Mitigation Strategies

  • Use normalized percentages, not raw RSSI
  • Add reassuring text ("Good - normal for handheld device")
  • Emphasize Time Sync Quality as primary indicator
  • Hide raw metrics in developer mode
  • Show composite health score (single glanceable number)

Alternative Approaches Considered

1. Don't Expose RSSI at All

Rationale: BLE is robust, RSSI doesn't correlate well with actual performance Verdict: Still useful for extreme cases (moving out of range, metal shielding)

2. Only Show Warning When Bad

Approach: Don't show connection health unless it drops below threshold Example: "Warning: Weak connection detected.

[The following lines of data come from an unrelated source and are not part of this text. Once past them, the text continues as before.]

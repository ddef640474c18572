pub mod document;
pub mod layer;
pub mod overrides;

pub mod geometry {
    use glam::DVec2;
    use serde::{Deserialize, Serialize};

    /// 二维点，内部以 `glam::DVec2` 表示，用于视口中心等图纸空间坐标。
    #[derive(Debug, Clone, Copy, PartialEq, Serialize, Deserialize)]
    pub struct Point2(pub DVec2);

    impl Point2 {
        #[inline]
        pub fn new(x: f64, y: f64) -> Self {
            Self(DVec2::new(x, y))
        }

        #[inline]
        pub fn x(self) -> f64 {
            self.0.x
        }

        #[inline]
        pub fn y(self) -> f64 {
            self.0.y
        }

        #[inline]
        pub fn as_vec2(self) -> DVec2 {
            self.0
        }
    }

    impl Default for Point2 {
        fn default() -> Self {
            Self(DVec2::ZERO)
        }
    }

    impl From<DVec2> for Point2 {
        fn from(value: DVec2) -> Self {
            Self(value)
        }
    }
}

pub mod handle {
    use std::fmt;

    use serde::{Deserialize, Serialize};

    /// DXF 对象句柄。文件中以大写十六进制书写，`0` 表示空句柄。
    #[derive(Debug, Clone, Copy, PartialEq, Eq, PartialOrd, Ord, Hash, Serialize, Deserialize)]
    pub struct Handle(u64);

    impl Handle {
        pub const NULL: Handle = Handle(0);

        #[inline]
        pub fn new(raw: u64) -> Self {
            Self(raw)
        }

        #[inline]
        pub fn get(self) -> u64 {
            self.0
        }

        #[inline]
        pub fn is_null(self) -> bool {
            self.0 == 0
        }

        /// 解析十六进制句柄文本，空串或非法字符返回 None。
        pub fn parse_hex(raw: &str) -> Option<Self> {
            let trimmed = raw.trim();
            if trimmed.is_empty() {
                return None;
            }
            u64::from_str_radix(trimmed, 16).ok().map(Self)
        }
    }

    impl fmt::Display for Handle {
        fn fmt(&self, f: &mut fmt::Formatter<'_>) -> fmt::Result {
            write!(f, "{:X}", self.0)
        }
    }
}

pub mod color {
    use std::fmt;
    use std::str::FromStr;

    use serde::{Deserialize, Serialize};

    pub const ACI_BYBLOCK: i16 = 0;
    pub const ACI_BYLAYER: i16 = 256;

    const RAW_BYLAYER: u32 = 0xC000_0000;
    const RAW_BYBLOCK: u32 = 0xC100_0000;
    const RAW_RGB: u32 = 0xC200_0000;
    const RAW_ACI: u32 = 0xC300_0000;
    const RAW_TYPE_MASK: u32 = 0xFF00_0000;

    const TRANSPARENCY_BY_VALUE: u32 = 0x0200_0000;

    /// 判断是否为可直接使用的 ACI 颜色（1..=255）。
    #[inline]
    pub fn is_concrete_aci(aci: i16) -> bool {
        (1..=255).contains(&aci)
    }

    /// 24 位真彩色，对应 DXF 组码 420。
    #[derive(Debug, Clone, Copy, PartialEq, Eq, Hash, Serialize, Deserialize)]
    pub struct Rgb {
        pub r: u8,
        pub g: u8,
        pub b: u8,
    }

    impl Rgb {
        #[inline]
        pub fn new(r: u8, g: u8, b: u8) -> Self {
            Self { r, g, b }
        }

        /// 从 `0xRRGGBB` 整数构造，高位字节被忽略。
        pub fn from_int(value: i32) -> Self {
            let value = value as u32;
            Self {
                r: ((value >> 16) & 0xFF) as u8,
                g: ((value >> 8) & 0xFF) as u8,
                b: (value & 0xFF) as u8,
            }
        }

        pub fn to_int(self) -> i32 {
            ((self.r as i32) << 16) | ((self.g as i32) << 8) | self.b as i32
        }
    }

    impl fmt::Display for Rgb {
        fn fmt(&self, f: &mut fmt::Formatter<'_>) -> fmt::Result {
            write!(f, "#{:02X}{:02X}{:02X}", self.r, self.g, self.b)
        }
    }

    #[derive(Debug, Clone, PartialEq, Eq)]
    pub struct ParseRgbError(pub String);

    impl fmt::Display for ParseRgbError {
        fn fmt(&self, f: &mut fmt::Formatter<'_>) -> fmt::Result {
            write!(f, "无法解析 RGB 颜色 \"{}\"（期望 #RRGGBB 或 r,g,b）", self.0)
        }
    }

    impl std::error::Error for ParseRgbError {}

    impl FromStr for Rgb {
        type Err = ParseRgbError;

        /// 接受 `#RRGGBB` 或 `r,g,b` 两种写法。
        fn from_str(raw: &str) -> Result<Self, Self::Err> {
            let trimmed = raw.trim();
            let err = || ParseRgbError(raw.to_string());
            if let Some(hex) = trimmed.strip_prefix('#') {
                if hex.len() != 6 {
                    return Err(err());
                }
                let value = u32::from_str_radix(hex, 16).map_err(|_| err())?;
                return Ok(Self::from_int(value as i32));
            }
            let parts: Vec<&str> = trimmed.split(',').map(str::trim).collect();
            if parts.len() != 3 {
                return Err(err());
            }
            let mut channels = [0u8; 3];
            for (slot, part) in channels.iter_mut().zip(parts) {
                *slot = part.parse::<u8>().map_err(|_| err())?;
            }
            Ok(Self::new(channels[0], channels[1], channels[2]))
        }
    }

    /// 覆盖记录中使用的 32 位原始颜色值：高字节为类型标记，低 24 位为数据。
    #[derive(Debug, Clone, Copy, PartialEq, Eq)]
    pub enum RawColor {
        ByLayer,
        ByBlock,
        Aci(i16),
        Rgb(Rgb),
    }

    impl RawColor {
        /// 编码为 DXF 中书写的有符号 32 位整数。
        pub fn encode(self) -> i32 {
            let raw = match self {
                RawColor::ByLayer => RAW_BYLAYER,
                RawColor::ByBlock => RAW_BYBLOCK,
                RawColor::Aci(aci) => RAW_ACI | (aci as u32 & 0xFF),
                RawColor::Rgb(rgb) => RAW_RGB | (rgb.to_int() as u32),
            };
            raw as i32
        }

        pub fn decode(value: i32) -> Option<Self> {
            let raw = value as u32;
            match raw & RAW_TYPE_MASK {
                RAW_BYLAYER => Some(RawColor::ByLayer),
                RAW_BYBLOCK => Some(RawColor::ByBlock),
                RAW_RGB => Some(RawColor::Rgb(Rgb::from_int((raw & 0x00FF_FFFF) as i32))),
                RAW_ACI => Some(RawColor::Aci((raw & 0xFF) as i16)),
                _ => None,
            }
        }
    }

    #[inline]
    pub fn is_valid_transparency(value: f64) -> bool {
        value.is_finite() && (0.0..=1.0).contains(&value)
    }

    /// 透明度（0 为不透明）编码为 DXF 原始值 `0x02000000 | alpha`。
    pub fn encode_transparency(value: f64) -> i32 {
        let clamped = value.clamp(0.0, 1.0);
        let alpha = ((1.0 - clamped) * 255.0).round() as u32;
        (TRANSPARENCY_BY_VALUE | (alpha & 0xFF)) as i32
    }

    /// 未带 `0x02000000` 标记的原始值（BYLAYER/BYBLOCK）按不透明处理。
    pub fn decode_transparency(raw: i32) -> f64 {
        let raw = raw as u32;
        if raw & TRANSPARENCY_BY_VALUE == 0 {
            return 0.0;
        }
        1.0 - f64::from(raw & 0xFF) / 255.0
    }

    #[cfg(test)]
    mod tests {
        use super::*;

        #[test]
        fn rgb_int_conversion_keeps_channels() {
            let rgb = Rgb::new(0x12, 0xAB, 0x7F);
            assert_eq!(rgb.to_int(), 0x12AB7F);
            assert_eq!(Rgb::from_int(0x12AB7F), rgb);
            assert_eq!(rgb.to_string(), "#12AB7F");
        }

        #[test]
        fn rgb_parses_hex_and_triplets() {
            assert_eq!("#FF8000".parse::<Rgb>().unwrap(), Rgb::new(255, 128, 0));
            assert_eq!("10, 20,30".parse::<Rgb>().unwrap(), Rgb::new(10, 20, 30));
            assert!("#FFF".parse::<Rgb>().is_err());
            assert!("1,2".parse::<Rgb>().is_err());
            assert!("1,2,300".parse::<Rgb>().is_err());
        }

        #[test]
        fn raw_color_distinguishes_aci_and_true_color() {
            let aci = RawColor::Aci(7).encode();
            let rgb = RawColor::Rgb(Rgb::new(1, 2, 3)).encode();
            assert_eq!(aci as u32, 0xC300_0007);
            assert_eq!(rgb as u32, 0xC201_0203);
            assert_eq!(RawColor::decode(aci), Some(RawColor::Aci(7)));
            assert_eq!(
                RawColor::decode(rgb),
                Some(RawColor::Rgb(Rgb::new(1, 2, 3)))
            );
            assert_eq!(RawColor::decode(RawColor::ByLayer.encode()), Some(RawColor::ByLayer));
            assert_eq!(RawColor::decode(0x0000_0007), None);
        }

        #[test]
        fn transparency_encoding_is_quantised_to_alpha_byte() {
            assert_eq!(encode_transparency(0.0) as u32, 0x0200_00FF);
            assert_eq!(encode_transparency(1.0) as u32, 0x0200_0000);
            // 0.3 -> 178.5，四舍五入为 179
            assert_eq!(encode_transparency(0.3) as u32, 0x0200_00B3);
            assert_eq!(encode_transparency(0.5) as u32, 0x0200_0080);
            assert!((decode_transparency(encode_transparency(0.5)) - 0.5).abs() <= 1.0 / 255.0);
            assert_eq!(decode_transparency(0), 0.0);
        }
    }
}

Move devices closer." Verdict: Good for minimalist UI, but users can't proactively check

3. Show Only Time Sync Quality

Approach: Reuse existing 0-100% metric, skip RSSI entirely Verdict: Simpler, but doesn't help diagnose BLE vs. firmware issues


  1. Test Bug #40 fix first (absolute target time calculation)
  2. Add phase error tracking to motor_task.c INACTIVE state
  3. Expose Time Sync Quality to PWA (minimal effort, high value)
  4. Observe user feedback - do users ask for more connection details?
  5. If needed, add composite health metric with normalized RSSI

Key Decision Point: If Time Sync Quality (95%) is sufficient to reassure users and diagnose issues, don't add RSSI at all. Only add it if users specifically report connection concerns that Time Sync Quality doesn't address.


Future Enhancements

  • Historical trends: Graph sync quality over 20-minute session
  • Predictive alerts: "Connection degrading, may drop in 30 seconds"
  • Multi-device support: Show health for all paired devices (future 3+ device setup)
  • Bluetooth 5 features: Use Coded PHY for extended range mode

References

  • Time Sync Quality Implementation: src/time_sync.c:time_sync_get_quality()
  • Beacon Infrastructure: src/time_sync_task.c (5-80 second adaptive interval)
  • Current RSSI Usage: Beacon exchange in time sync protocol
  • BLE Characteristic Spec: Configuration Service UUID base ...0200

Document Status: Proposal for future implementation Next Action: Wait for Bug #40 test results, then decide if connection health monitoring is needed based on user feedback.